#### [Problem description]
Find the string "half" in the data, and copy out each line that has it.

****************

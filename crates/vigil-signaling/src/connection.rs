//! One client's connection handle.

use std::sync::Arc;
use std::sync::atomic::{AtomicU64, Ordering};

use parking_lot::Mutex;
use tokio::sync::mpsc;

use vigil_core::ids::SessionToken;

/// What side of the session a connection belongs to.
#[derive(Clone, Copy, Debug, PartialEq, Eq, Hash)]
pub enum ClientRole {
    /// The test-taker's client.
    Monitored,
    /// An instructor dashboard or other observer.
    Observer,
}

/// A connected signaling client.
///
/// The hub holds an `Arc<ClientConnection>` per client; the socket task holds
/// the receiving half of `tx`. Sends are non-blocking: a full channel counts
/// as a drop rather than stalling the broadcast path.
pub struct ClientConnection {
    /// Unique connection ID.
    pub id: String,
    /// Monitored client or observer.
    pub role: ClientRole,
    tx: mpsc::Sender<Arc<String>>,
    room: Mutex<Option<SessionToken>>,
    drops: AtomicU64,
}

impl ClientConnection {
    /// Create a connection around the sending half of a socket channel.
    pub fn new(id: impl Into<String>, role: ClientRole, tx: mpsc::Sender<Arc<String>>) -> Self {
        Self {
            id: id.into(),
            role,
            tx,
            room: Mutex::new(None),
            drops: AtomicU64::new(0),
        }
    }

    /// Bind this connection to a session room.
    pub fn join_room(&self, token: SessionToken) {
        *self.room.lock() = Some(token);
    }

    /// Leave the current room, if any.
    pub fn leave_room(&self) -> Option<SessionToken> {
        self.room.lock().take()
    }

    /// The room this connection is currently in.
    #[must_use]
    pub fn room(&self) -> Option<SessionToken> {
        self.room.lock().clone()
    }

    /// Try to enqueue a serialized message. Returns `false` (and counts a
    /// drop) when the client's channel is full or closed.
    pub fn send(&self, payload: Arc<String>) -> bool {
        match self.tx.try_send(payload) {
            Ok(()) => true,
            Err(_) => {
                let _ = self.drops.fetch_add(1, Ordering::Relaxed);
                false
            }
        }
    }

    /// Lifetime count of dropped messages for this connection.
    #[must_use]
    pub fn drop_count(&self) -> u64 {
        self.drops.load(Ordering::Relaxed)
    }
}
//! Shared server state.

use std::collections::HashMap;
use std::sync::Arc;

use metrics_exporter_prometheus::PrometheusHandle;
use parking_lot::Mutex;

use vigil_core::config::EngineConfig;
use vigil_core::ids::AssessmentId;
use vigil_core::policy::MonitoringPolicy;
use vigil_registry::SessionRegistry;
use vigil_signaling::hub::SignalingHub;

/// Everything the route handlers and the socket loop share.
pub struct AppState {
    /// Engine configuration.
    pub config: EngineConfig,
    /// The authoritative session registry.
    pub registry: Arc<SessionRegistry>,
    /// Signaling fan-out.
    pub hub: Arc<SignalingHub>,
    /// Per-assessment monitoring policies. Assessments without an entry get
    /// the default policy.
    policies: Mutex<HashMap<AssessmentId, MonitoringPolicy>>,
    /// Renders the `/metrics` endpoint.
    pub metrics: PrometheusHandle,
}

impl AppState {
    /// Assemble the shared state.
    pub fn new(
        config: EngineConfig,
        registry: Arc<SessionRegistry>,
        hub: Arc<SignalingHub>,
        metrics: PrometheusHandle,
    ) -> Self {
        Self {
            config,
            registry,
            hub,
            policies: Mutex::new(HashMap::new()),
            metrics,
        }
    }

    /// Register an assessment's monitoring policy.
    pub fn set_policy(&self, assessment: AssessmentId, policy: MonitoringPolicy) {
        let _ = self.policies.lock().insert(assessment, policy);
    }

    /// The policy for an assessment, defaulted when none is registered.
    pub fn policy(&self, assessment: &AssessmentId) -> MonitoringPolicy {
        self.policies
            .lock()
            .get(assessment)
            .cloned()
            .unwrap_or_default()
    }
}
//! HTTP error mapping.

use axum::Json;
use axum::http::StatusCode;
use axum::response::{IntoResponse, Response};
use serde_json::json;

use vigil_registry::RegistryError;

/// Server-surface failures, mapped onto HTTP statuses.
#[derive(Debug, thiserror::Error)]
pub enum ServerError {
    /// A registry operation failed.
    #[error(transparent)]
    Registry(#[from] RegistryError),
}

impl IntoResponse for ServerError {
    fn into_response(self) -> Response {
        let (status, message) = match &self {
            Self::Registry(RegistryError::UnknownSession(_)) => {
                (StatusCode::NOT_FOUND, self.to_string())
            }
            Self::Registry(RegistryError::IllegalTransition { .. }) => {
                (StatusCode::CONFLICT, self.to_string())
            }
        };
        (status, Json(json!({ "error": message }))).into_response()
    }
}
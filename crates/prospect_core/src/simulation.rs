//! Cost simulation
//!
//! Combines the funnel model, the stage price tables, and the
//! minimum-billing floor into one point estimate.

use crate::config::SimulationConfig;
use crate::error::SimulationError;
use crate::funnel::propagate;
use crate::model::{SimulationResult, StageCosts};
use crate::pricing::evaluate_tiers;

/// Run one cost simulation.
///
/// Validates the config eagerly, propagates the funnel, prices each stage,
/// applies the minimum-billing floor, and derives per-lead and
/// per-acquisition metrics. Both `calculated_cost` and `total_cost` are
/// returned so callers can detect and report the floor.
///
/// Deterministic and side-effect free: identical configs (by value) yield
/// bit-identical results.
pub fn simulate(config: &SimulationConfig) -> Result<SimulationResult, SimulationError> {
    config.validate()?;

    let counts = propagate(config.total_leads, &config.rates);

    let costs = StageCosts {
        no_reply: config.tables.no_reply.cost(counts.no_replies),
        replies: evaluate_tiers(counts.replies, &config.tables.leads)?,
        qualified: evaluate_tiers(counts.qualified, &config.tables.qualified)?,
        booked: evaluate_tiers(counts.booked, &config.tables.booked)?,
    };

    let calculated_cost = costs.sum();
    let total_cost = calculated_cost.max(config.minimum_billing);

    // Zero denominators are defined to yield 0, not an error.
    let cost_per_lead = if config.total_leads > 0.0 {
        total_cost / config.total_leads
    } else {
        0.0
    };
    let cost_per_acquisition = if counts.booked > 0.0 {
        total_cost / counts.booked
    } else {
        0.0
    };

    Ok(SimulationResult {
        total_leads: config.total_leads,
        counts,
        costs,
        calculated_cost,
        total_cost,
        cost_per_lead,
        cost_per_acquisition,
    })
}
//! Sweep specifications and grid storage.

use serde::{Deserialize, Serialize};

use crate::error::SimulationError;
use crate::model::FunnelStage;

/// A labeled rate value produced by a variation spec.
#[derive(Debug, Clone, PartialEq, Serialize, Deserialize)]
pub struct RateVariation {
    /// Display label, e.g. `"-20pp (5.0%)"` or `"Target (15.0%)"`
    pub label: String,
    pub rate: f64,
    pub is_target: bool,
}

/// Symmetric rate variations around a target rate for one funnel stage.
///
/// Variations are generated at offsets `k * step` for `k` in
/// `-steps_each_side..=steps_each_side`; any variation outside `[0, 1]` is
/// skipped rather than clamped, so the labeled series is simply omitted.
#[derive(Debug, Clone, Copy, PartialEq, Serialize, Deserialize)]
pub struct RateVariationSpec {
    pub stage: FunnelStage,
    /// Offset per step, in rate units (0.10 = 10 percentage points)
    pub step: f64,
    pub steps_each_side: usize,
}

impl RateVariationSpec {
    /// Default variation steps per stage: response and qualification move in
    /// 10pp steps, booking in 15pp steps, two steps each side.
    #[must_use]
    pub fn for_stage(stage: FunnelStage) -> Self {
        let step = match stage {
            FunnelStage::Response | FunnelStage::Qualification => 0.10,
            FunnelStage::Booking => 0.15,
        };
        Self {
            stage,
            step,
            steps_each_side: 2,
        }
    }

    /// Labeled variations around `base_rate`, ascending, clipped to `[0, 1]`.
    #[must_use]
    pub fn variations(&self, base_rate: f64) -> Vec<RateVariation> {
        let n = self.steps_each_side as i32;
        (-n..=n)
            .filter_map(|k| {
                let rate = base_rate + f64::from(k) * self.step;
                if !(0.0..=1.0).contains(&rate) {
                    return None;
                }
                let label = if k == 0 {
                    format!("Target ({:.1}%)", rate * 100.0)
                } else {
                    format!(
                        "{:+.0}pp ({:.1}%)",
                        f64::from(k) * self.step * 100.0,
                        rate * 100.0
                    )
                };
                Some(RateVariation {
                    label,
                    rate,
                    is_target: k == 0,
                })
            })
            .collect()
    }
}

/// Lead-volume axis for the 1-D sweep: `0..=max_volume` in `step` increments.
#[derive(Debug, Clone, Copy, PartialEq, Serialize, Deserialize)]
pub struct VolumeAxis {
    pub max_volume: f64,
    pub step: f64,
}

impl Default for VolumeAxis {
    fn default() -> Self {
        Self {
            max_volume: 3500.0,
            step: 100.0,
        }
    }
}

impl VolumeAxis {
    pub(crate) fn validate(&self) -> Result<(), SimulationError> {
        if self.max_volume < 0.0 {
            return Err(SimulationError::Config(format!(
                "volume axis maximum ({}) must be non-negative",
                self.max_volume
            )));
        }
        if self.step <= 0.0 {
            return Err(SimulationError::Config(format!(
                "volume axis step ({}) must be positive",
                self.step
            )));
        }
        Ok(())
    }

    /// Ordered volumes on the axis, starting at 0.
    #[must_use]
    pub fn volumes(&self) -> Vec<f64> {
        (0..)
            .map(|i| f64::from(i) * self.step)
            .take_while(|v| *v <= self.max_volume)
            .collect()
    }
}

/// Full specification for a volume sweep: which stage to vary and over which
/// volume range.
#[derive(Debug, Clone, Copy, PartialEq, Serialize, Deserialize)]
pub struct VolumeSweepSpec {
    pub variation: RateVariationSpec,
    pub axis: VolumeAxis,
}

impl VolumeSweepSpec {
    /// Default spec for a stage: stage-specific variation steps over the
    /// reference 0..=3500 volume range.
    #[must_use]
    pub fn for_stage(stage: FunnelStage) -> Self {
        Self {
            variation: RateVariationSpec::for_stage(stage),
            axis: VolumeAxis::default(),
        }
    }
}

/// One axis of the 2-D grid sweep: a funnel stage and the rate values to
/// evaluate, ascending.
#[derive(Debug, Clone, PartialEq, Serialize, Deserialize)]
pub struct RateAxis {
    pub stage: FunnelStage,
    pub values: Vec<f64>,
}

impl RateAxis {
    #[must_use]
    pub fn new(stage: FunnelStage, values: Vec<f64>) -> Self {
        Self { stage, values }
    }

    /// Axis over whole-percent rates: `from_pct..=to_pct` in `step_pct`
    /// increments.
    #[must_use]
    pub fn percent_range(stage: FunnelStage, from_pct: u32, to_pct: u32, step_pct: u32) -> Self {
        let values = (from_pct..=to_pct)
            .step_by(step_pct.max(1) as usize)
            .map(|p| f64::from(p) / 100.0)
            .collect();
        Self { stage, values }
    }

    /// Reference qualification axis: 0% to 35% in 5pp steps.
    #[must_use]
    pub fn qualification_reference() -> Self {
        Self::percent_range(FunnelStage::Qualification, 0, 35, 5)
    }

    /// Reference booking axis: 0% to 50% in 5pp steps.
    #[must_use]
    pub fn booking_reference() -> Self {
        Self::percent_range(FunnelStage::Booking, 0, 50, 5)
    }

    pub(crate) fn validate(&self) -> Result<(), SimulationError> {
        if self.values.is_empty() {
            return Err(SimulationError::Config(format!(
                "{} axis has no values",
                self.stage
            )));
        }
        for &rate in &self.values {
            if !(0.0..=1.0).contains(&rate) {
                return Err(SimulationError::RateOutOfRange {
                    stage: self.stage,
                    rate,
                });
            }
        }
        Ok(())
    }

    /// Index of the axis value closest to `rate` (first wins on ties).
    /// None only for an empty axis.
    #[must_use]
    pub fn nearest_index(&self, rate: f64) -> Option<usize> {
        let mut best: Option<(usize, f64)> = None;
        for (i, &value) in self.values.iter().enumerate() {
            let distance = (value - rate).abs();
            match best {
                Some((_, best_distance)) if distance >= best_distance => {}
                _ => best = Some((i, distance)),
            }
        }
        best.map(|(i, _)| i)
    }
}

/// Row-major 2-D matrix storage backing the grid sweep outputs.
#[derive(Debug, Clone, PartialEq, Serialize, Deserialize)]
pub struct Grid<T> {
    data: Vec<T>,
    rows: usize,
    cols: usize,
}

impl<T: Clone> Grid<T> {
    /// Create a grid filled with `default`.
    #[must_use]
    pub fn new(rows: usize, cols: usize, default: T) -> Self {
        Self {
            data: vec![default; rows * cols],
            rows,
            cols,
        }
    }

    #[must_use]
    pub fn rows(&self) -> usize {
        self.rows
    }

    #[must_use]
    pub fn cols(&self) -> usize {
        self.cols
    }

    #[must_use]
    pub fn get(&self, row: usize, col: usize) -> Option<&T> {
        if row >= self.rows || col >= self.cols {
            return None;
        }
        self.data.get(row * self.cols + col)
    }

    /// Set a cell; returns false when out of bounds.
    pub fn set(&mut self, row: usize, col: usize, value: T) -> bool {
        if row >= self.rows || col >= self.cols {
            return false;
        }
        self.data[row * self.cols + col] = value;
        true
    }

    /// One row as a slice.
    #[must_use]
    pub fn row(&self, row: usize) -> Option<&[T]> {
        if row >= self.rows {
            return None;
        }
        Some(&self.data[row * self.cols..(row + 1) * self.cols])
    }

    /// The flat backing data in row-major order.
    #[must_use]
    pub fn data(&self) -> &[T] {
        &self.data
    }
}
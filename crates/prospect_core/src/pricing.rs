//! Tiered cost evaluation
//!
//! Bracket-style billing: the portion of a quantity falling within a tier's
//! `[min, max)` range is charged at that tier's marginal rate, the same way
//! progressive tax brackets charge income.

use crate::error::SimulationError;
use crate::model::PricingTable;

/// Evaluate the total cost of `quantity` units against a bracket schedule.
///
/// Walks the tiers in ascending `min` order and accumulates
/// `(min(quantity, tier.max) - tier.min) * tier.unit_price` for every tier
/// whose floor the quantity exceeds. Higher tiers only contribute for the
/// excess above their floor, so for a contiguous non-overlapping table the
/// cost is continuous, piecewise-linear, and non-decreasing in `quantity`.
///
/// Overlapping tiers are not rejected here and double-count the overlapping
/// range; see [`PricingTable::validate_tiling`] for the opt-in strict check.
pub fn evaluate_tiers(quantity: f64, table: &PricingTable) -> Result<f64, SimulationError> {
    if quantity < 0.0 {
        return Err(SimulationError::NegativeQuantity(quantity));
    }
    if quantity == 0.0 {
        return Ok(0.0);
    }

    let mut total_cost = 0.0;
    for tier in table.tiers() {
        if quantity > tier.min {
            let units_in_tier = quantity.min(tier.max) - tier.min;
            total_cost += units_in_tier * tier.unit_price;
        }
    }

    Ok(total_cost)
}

****************

#### [Answer to the problem]
/// the receiving half of `tx`. Sends are non-blocking: a full channel counts
    /// Create a connection around the sending half of a socket channel.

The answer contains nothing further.